Nonostante la limitata tecnologia del 1992, Fate of Atlantis sfida il tempo: dalla colonna sonora indimenticabile (in MIDI) composta da Michael Land, Peter McConnell e Clint Bajakian, ai dialoghi, completati anche con doppiaggio nella versione CD-ROM (che io non avevo perchè avevo un 386), che restano memorabili, il gioco è un’opera d’arte che si tiene alta senza bisogno di grafica avanzata o motori fisici.
Una delle novità che distingue Fate of Atlantis è l’innovativo sistema dei “Tre Percorsi“: verso l’inizio dell’avventura, il giocatore può scegliere come proseguire, optando per il “Percorso Squadra” (con Sophia al fianco di Indy), il “Percorso Logica” (per chi preferisce risolvere enigmi logici) o il “Percorso Pugni” (dedicato a chi ama l’azione).
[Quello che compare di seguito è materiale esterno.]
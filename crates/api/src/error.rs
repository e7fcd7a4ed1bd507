use axum::http::StatusCode;
use axum::response::{IntoResponse, Response};
use serde_json::json;
use steeple_core::error::CoreError;
use steeple_store::StoreError;

/// Application-level error type for HTTP handlers.
///
/// Wraps [`CoreError`] for domain errors and adds HTTP-specific variants.
/// Implements [`IntoResponse`] to produce consistent JSON error responses.
#[derive(Debug, thiserror::Error)]
pub enum AppError {
    /// A domain-level error from `steeple_core`.
    #[error(transparent)]
    Core(#[from] CoreError),

    /// A document-store error.
    #[error("Store error: {0}")]
    Store(#[from] StoreError),

    /// A bad request with a human-readable message.
    #[error("Bad request: {0}")]
    BadRequest(String),

    /// An internal error with a human-readable message.
    #[error("Internal error: {0}")]
    InternalError(String),
}

/// Convenience type alias for handler return values.
pub type AppResult<T> = Result<T, AppError>;

impl IntoResponse for AppError {
    fn into_response(self) -> Response {
        let (status, code, message) = match &self {
            // --- CoreError variants ---
            AppError::Core(core) => match core {
                CoreError::Unauthenticated(msg) => {
                    (StatusCode::UNAUTHORIZED, "UNAUTHENTICATED", msg.clone())
                }
                CoreError::NotFound { entity, id } => (
                    StatusCode::NOT_FOUND,
                    "NOT_FOUND",
                    format!("{entity} with id {id} not found"),
                ),
                CoreError::InvalidArgument(msg) => {
                    (StatusCode::BAD_REQUEST, "INVALID_ARGUMENT", msg.clone())
                }
                CoreError::FailedPrecondition(msg) => (
                    StatusCode::PRECONDITION_FAILED,
                    "FAILED_PRECONDITION",
                    msg.clone(),
                ),
                CoreError::Internal(msg) => {
                    tracing::error!(error = %msg, "Internal core error");
                    (
                        StatusCode::INTERNAL_SERVER_ERROR,
                        "INTERNAL",
                        "An internal error occurred".to_string(),
                    )
                }
            },

            // --- Store errors ---
            AppError::Store(err) => classify_store_error(err),

            // --- HTTP-specific errors ---
            AppError::BadRequest(msg) => (StatusCode::BAD_REQUEST, "BAD_REQUEST", msg.clone()),
            AppError::InternalError(msg) => {
                tracing::error!(error = %msg, "Internal error");
                (
                    StatusCode::INTERNAL_SERVER_ERROR,
                    "INTERNAL",
                    "An internal error occurred".to_string(),
                )
            }
        };

        let body = json!({
            "error": message,
            "code": code,
        });

        (status, axum::Json(body)).into_response()
    }
}

/// Classify a store error into an HTTP status, error code, and message.
///
/// Missing documents map to 404; everything else maps to 500 with a
/// sanitized message.
fn classify_store_error(err: &StoreError) -> (StatusCode, &'static str, String) {
    match err {
        StoreError::NotFound(path) => (
            StatusCode::NOT_FOUND,
            "NOT_FOUND",
            format!("Document not found: {path}"),
        ),
        StoreError::Unavailable(msg) => {
            tracing::error!(error = %msg, "Store unavailable");
            (
                StatusCode::INTERNAL_SERVER_ERROR,
                "INTERNAL",
                "An internal error occurred".to_string(),
            )
        }
    }
}
//! HTTP request handlers.

pub mod notification;
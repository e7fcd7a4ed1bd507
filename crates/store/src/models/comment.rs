//! Comment documents.

use serde::{Deserialize, Serialize};
use steeple_core::types::{DocId, UserId};

/// A document from the `comments` collection.
#[derive(Debug, Clone, Serialize, Deserialize)]
pub struct Comment {
    /// Id of the post the comment belongs to. Defaults to empty when the
    /// client wrote a malformed document; the handler treats that as a
    /// missing prerequisite and skips the event.
    #[serde(default)]
    pub post_id: DocId,
    pub author_id: UserId,
    #[serde(default = "default_author_name")]
    pub author_name: String,
    #[serde(default)]
    pub content: String,
}

fn default_author_name() -> String {
    "ユーザー".to_string()
}
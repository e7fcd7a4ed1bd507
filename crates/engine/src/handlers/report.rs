//! New-report handling: moderator alert plus the hide-threshold check.

use steeple_store::models::Report;
use steeple_store::StoreError;

use crate::context::EngineContext;
use crate::moderation::{evaluate_report_threshold, TransitionOutcome};

/// Handle a newly created report.
///
/// Two independent branches: alert the moderators over the webhook, and
/// evaluate the automatic hide threshold. A webhook failure never blocks the
/// threshold evaluation, and neither branch notifies end users. Store errors
/// from the threshold evaluation propagate; a lost hide write is worth
/// surfacing.
pub async fn handle_report_created(
    ctx: &EngineContext,
    report_id: &str,
    report: &Report,
) -> Result<TransitionOutcome, StoreError> {
    let (alert, threshold) = tokio::join!(
        ctx.webhook.notify_report(report_id, report),
        evaluate_report_threshold(
            ctx.stores.reports.as_ref(),
            ctx.stores.posts.as_ref(),
            report.target,
            &report.target_id,
        ),
    );

    if let Err(e) = alert {
        tracing::error!(report_id, error = %e, "Moderation alert delivery failed");
    }
    let outcome = threshold?;
    tracing::info!(report_id, target_id = %report.target_id, ?outcome, "Report processed");
    Ok(outcome)
}
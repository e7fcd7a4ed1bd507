//! New-comment notification to the post author.

use steeple_core::categories::NotificationCategory;
use steeple_store::models::Comment;

use crate::compose::compose_comment;
use crate::context::EngineContext;
use crate::dispatch::{dispatch, DispatchResult};
use crate::handlers::eligible_messages;

/// Handle a newly created comment.
///
/// The single recipient is the parent post's author. Commenting on your own
/// post notifies nobody. A missing parent post or author document is logged
/// and skipped; comment events are not retried for it.
pub async fn handle_comment_created(
    ctx: &EngineContext,
    comment_id: &str,
    comment: &Comment,
) -> DispatchResult {
    if comment.post_id.is_empty() {
        tracing::warn!(comment_id, "Comment carries no parent post id, skipping");
        return DispatchResult::default();
    }

    let post = match ctx.stores.posts.get_post(&comment.post_id).await {
        Ok(Some(post)) => post,
        Ok(None) => {
            tracing::warn!(comment_id, post_id = %comment.post_id, "Parent post not found, skipping");
            return DispatchResult::default();
        }
        Err(e) => {
            tracing::warn!(comment_id, error = %e, "Parent post lookup failed, skipping");
            return DispatchResult::default();
        }
    };

    if post.author_id == comment.author_id {
        tracing::debug!(comment_id, "Author commented on their own post, skipping");
        return DispatchResult::default();
    }

    let author = match ctx.stores.users.get_user(&post.author_id).await {
        Ok(Some(user)) => user,
        Ok(None) => {
            tracing::warn!(comment_id, author_id = %post.author_id, "Post author not found, skipping");
            return DispatchResult::default();
        }
        Err(e) => {
            tracing::warn!(comment_id, error = %e, "Post author lookup failed, skipping");
            return DispatchResult::default();
        }
    };

    let template =
        compose_comment(comment_id, comment, post.parish_id.as_deref().unwrap_or(""));
    let messages = eligible_messages(
        ctx,
        std::slice::from_ref(&author),
        NotificationCategory::Comments,
        &template,
    )
    .await;
    if messages.is_empty() {
        tracing::debug!(comment_id, "Post author is not reachable or opted out");
        return DispatchResult::default();
    }

    let result = dispatch(ctx.push.as_ref(), &messages).await;
    tracing::info!(
        comment_id,
        post_id = %comment.post_id,
        sent = result.success_count,
        failed = result.failure_count,
        "Comment notification complete"
    );
    result
}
Questo non solo aggiunge rigiocabilità ma crea una trama personalizzata, dove ogni percorso offre scenari, enigmi e sfide unici, con dialoghi completamente differenti ed enigmi altrettanto diversi. Fate of Atlantis brilla infatti per una trama ricca, dai toni spesso epici e la ricerca della città perduta di Atlantide è messa in scena come una corsa contro i Nazisti, capitanati dal dottor Ubermann, un folle scienziato ossessionato dal potere dell’orichalcum, un metallo leggendario con proprietà quasi magiche. Ubermann e il suo sinistro braccio destro, Klaus Kerner, fanno una splendida figura come villain di turno, rendendo Indy l’eroe contro cui il mondo è davvero schierato.
Gli enigmi, in pieno stile LucasArts, non sono per deboli di cuore. Seppure interessanti, a volte si avvicinano troppo al frustrante, portandoci a scavare nelle stanze cercando oggetti per un puzzle logico che a volte si perde in una complessità forse evitabile. Ma non lasciatevi scoraggiare: questi ostacoli non rovinano l’esperienza e anzi, riescono a rendere l’avventura ancora più avvincente per i veri appassionati del genere, riuscendo a trasmettere quella sensazione di sollievo e massima gioia quando si risolve un puzzle di questi.
Indiana Jones and the Fate of Atlantis è senza dubbio un must-play (come si direbbe oggi), una gemma che chiunque ami l’avventura deve provare almeno una volta nella vita. È uno dei rari casi in cui un gioco riesce a catturare l’anima del personaggio cinematografico su cui si basa, offrendo un’esperienza tanto coinvolgente da far dimenticare la realtà.